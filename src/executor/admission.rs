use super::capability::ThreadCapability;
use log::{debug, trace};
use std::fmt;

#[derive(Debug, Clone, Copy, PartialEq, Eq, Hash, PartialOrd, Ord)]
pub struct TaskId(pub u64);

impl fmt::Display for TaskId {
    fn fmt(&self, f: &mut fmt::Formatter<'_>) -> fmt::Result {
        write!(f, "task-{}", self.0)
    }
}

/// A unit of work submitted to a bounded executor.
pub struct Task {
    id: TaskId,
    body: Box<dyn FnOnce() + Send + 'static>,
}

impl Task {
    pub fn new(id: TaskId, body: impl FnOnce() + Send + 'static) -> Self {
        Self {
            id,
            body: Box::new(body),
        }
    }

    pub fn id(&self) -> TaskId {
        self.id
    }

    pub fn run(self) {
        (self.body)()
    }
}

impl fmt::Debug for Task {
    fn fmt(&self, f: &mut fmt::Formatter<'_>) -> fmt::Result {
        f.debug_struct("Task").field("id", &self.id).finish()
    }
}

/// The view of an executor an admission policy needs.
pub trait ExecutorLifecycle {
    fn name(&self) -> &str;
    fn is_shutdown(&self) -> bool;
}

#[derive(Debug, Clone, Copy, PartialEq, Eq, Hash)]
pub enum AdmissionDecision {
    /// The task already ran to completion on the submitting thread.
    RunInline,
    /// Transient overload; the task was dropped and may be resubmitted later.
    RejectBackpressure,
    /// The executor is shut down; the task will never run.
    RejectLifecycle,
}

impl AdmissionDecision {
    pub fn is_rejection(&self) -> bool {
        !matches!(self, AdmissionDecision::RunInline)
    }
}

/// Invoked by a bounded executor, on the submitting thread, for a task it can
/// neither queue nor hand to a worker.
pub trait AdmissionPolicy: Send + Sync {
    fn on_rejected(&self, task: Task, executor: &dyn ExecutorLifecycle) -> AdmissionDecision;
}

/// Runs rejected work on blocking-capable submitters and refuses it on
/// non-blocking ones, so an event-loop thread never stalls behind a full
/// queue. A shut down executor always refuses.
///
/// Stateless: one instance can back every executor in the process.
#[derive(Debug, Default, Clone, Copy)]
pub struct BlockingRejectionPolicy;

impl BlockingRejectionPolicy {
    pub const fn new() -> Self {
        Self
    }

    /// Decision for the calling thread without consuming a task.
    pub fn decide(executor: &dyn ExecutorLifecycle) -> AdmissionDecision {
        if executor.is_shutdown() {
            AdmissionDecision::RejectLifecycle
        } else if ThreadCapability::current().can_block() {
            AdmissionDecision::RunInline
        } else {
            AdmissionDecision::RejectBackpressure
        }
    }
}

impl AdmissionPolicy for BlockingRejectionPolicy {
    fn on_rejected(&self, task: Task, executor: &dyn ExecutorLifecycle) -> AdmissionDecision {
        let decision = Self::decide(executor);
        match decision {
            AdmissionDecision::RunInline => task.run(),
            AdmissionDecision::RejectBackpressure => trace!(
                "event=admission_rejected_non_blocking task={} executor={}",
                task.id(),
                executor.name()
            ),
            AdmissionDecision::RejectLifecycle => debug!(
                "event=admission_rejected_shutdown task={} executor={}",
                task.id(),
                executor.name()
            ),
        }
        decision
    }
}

**TO DO**
Which lines of the records above contain the word "Clone"? Show each of them.

**FINAL ANSWER**
#[derive(Debug, Clone, Copy, PartialEq, Eq, Hash, PartialOrd, Ord)]
#[derive(Debug, Clone, Copy, PartialEq, Eq, Hash)]
#[derive(Debug, Default, Clone, Copy)]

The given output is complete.